# Directions
If a line below contains the string "BTreeMap", copy it out.

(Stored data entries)
-*-*-

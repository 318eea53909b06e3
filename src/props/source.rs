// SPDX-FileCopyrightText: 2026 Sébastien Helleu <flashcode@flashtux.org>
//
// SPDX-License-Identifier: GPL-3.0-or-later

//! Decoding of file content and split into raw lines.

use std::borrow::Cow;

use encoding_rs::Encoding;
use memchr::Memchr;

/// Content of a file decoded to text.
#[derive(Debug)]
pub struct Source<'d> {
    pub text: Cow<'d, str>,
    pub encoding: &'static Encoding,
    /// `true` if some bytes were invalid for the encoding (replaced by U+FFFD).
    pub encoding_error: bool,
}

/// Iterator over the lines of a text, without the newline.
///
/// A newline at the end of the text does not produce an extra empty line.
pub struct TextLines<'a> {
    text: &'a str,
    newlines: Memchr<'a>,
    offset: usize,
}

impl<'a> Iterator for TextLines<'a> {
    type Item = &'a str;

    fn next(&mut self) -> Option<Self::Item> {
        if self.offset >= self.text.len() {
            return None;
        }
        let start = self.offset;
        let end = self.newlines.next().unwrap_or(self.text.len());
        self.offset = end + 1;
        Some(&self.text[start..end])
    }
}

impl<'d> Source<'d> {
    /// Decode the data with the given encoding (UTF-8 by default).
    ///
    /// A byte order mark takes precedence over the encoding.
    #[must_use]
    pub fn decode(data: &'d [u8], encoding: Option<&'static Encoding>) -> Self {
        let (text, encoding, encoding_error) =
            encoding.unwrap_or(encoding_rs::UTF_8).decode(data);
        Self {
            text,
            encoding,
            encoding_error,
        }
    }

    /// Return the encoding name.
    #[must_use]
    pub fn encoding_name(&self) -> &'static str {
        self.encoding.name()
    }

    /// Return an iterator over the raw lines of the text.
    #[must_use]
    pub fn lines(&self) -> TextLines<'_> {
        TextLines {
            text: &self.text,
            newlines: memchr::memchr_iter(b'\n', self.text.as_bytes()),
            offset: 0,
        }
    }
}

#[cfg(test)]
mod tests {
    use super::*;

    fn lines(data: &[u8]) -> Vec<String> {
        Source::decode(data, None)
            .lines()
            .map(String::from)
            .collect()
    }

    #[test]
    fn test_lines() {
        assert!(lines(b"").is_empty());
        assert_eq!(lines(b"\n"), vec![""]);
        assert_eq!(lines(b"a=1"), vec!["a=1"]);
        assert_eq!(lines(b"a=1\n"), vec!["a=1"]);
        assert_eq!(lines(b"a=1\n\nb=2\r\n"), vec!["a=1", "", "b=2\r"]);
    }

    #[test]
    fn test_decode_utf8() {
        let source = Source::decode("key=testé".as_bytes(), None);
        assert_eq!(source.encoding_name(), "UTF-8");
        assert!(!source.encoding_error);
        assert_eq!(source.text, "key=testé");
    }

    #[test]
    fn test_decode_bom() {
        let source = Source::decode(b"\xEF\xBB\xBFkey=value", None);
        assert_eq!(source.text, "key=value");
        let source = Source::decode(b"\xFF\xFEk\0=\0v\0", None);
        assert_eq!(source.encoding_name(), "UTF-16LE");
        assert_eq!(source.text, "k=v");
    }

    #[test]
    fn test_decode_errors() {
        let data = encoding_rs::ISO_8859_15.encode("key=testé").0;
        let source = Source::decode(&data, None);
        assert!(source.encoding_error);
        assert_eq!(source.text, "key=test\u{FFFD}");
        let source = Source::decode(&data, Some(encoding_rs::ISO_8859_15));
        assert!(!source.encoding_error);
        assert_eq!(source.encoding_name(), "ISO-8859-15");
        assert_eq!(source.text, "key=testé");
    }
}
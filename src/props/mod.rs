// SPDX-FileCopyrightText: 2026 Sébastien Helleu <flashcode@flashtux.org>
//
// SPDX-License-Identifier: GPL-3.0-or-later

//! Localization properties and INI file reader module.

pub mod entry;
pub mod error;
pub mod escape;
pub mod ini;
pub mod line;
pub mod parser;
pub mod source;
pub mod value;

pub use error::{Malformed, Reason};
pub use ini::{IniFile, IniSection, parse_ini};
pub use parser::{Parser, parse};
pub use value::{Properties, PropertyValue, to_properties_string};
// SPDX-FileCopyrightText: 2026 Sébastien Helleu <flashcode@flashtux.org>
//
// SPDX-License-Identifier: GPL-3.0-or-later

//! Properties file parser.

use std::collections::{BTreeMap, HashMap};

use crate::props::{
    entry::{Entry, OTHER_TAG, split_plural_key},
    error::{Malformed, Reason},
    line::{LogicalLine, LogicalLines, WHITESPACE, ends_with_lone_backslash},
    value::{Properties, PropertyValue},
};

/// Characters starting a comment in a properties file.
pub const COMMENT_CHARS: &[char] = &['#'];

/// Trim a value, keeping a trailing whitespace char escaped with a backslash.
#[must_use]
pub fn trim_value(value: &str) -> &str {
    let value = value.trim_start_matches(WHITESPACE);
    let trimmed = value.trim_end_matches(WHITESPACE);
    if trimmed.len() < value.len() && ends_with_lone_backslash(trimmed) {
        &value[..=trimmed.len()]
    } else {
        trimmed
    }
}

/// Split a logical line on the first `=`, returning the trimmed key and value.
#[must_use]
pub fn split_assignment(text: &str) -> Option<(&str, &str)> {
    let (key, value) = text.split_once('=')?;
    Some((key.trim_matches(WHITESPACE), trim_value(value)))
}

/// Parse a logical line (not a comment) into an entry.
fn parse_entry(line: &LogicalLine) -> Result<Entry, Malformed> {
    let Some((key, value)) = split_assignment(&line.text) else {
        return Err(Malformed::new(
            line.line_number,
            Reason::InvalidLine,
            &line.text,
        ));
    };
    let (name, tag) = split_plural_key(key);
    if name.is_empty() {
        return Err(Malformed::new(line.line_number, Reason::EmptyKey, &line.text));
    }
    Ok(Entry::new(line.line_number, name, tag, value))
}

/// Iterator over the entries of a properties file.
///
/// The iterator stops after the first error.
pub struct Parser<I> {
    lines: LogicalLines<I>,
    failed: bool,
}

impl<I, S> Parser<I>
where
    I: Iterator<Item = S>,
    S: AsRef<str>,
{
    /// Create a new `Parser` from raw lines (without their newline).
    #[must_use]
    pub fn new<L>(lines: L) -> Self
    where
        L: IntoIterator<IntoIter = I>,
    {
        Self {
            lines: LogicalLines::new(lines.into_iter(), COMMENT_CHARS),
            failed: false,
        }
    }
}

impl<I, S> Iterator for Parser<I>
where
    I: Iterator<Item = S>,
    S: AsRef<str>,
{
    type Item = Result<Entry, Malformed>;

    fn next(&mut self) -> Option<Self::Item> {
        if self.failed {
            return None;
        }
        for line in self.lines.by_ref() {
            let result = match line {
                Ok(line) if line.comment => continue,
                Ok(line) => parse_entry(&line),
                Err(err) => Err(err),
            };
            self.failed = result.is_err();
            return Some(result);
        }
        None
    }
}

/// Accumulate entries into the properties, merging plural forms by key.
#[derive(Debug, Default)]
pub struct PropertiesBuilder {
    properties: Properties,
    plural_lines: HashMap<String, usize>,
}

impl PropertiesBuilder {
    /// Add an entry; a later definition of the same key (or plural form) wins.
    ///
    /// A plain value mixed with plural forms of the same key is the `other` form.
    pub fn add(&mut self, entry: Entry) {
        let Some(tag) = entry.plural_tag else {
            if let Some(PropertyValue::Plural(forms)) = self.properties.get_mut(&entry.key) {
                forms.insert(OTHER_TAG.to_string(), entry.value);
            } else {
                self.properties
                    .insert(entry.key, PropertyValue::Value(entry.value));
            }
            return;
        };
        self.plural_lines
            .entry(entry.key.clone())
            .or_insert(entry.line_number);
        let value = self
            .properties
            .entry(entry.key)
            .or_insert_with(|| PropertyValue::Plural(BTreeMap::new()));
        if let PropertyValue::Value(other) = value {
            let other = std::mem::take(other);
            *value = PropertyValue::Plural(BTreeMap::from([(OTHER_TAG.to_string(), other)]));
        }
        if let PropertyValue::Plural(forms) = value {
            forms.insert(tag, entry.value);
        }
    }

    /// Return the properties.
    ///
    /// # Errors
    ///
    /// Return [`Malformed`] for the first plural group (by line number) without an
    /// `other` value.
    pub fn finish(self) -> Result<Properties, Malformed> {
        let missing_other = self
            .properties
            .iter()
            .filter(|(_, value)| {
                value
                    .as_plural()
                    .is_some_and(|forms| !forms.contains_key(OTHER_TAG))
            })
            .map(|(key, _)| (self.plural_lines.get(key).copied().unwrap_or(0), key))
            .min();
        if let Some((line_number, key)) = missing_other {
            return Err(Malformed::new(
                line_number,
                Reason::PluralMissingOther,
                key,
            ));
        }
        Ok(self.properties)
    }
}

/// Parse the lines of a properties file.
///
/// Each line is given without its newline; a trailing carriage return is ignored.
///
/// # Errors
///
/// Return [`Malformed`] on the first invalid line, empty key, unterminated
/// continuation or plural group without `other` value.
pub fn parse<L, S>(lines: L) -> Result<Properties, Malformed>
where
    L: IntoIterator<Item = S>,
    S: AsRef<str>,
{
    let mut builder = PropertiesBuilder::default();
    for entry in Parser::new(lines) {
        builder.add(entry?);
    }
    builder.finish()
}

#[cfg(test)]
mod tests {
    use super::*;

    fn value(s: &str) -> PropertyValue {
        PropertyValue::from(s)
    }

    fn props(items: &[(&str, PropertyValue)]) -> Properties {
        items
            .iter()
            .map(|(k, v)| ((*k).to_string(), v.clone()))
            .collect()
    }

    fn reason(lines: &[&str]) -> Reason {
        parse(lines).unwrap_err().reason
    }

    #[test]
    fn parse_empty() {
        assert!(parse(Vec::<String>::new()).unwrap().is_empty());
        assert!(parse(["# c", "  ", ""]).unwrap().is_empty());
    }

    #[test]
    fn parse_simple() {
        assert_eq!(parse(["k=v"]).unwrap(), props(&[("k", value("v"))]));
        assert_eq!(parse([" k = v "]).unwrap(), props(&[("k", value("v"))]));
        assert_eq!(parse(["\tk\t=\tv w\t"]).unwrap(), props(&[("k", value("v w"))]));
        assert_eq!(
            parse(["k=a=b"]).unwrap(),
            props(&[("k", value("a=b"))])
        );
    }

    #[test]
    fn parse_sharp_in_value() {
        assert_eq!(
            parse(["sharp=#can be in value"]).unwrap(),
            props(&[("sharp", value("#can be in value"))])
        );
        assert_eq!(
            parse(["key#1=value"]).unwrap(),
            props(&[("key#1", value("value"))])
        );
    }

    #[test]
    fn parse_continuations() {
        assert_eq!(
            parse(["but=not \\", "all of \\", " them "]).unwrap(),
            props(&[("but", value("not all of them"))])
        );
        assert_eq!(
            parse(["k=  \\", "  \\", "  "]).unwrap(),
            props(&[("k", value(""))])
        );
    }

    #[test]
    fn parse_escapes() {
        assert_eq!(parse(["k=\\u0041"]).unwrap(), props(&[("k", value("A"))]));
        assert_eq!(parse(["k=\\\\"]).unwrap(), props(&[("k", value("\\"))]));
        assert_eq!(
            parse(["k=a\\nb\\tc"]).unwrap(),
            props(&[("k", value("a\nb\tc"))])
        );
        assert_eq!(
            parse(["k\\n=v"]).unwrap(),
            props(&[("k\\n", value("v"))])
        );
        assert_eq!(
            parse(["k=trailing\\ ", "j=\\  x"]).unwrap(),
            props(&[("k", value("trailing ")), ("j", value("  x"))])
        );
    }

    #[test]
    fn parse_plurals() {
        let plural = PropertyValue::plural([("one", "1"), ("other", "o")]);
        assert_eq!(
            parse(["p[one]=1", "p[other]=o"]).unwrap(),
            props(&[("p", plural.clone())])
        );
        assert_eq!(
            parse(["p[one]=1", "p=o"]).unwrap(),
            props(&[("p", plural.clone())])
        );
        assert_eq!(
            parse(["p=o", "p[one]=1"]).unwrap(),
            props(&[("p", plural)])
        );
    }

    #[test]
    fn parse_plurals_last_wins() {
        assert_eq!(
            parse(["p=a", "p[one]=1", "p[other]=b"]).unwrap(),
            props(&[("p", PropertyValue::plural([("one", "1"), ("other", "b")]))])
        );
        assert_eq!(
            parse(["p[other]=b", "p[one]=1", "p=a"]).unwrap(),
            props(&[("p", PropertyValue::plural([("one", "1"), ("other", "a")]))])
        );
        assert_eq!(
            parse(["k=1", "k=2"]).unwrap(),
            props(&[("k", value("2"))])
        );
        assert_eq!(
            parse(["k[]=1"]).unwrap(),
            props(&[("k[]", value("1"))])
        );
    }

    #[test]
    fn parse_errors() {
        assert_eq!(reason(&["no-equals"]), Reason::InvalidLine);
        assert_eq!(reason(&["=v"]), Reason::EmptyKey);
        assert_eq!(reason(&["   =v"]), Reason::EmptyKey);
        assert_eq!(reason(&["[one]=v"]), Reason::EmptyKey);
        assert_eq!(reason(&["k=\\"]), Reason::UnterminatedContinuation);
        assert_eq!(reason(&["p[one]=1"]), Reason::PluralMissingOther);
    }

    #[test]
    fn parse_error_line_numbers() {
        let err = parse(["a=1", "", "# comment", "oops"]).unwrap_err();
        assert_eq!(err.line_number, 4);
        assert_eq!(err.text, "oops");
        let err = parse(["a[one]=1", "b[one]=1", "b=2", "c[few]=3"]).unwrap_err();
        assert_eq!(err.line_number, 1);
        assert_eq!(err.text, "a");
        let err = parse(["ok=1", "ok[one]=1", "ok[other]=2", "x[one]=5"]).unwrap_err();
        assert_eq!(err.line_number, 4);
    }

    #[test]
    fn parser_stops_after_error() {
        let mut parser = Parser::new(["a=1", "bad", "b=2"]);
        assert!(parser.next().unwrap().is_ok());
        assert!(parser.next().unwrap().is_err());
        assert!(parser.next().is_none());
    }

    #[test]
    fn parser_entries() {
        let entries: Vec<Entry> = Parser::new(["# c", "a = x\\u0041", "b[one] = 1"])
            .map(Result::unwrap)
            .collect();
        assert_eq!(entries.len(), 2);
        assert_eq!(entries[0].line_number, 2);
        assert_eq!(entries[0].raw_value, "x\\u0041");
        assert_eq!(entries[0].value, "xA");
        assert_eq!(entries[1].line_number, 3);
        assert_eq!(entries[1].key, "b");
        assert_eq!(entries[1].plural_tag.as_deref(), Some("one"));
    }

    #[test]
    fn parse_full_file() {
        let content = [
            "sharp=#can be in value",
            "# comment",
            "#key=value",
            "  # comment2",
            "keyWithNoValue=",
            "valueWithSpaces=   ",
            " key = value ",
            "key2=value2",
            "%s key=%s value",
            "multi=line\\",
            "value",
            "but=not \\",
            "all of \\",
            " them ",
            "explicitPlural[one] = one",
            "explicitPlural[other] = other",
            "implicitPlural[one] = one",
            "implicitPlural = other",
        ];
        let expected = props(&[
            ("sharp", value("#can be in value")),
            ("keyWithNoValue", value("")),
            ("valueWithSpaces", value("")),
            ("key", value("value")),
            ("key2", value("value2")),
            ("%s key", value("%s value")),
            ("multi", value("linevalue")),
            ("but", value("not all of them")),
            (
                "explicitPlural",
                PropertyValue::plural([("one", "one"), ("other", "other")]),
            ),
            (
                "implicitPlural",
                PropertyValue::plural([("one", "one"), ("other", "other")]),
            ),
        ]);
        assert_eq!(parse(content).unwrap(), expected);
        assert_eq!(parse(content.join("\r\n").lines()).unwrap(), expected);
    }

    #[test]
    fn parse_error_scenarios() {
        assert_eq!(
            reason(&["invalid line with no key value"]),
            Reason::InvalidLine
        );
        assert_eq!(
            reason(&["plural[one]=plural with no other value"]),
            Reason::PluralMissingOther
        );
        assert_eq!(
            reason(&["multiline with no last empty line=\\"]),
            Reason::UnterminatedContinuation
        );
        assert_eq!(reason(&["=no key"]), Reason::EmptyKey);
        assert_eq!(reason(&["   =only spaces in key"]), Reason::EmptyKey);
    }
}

-*-*-

# Answer section
use std::collections::{BTreeMap, HashMap};
            .or_insert_with(|| PropertyValue::Plural(BTreeMap::new()));
            *value = PropertyValue::Plural(BTreeMap::from([(OTHER_TAG.to_string(), other)]));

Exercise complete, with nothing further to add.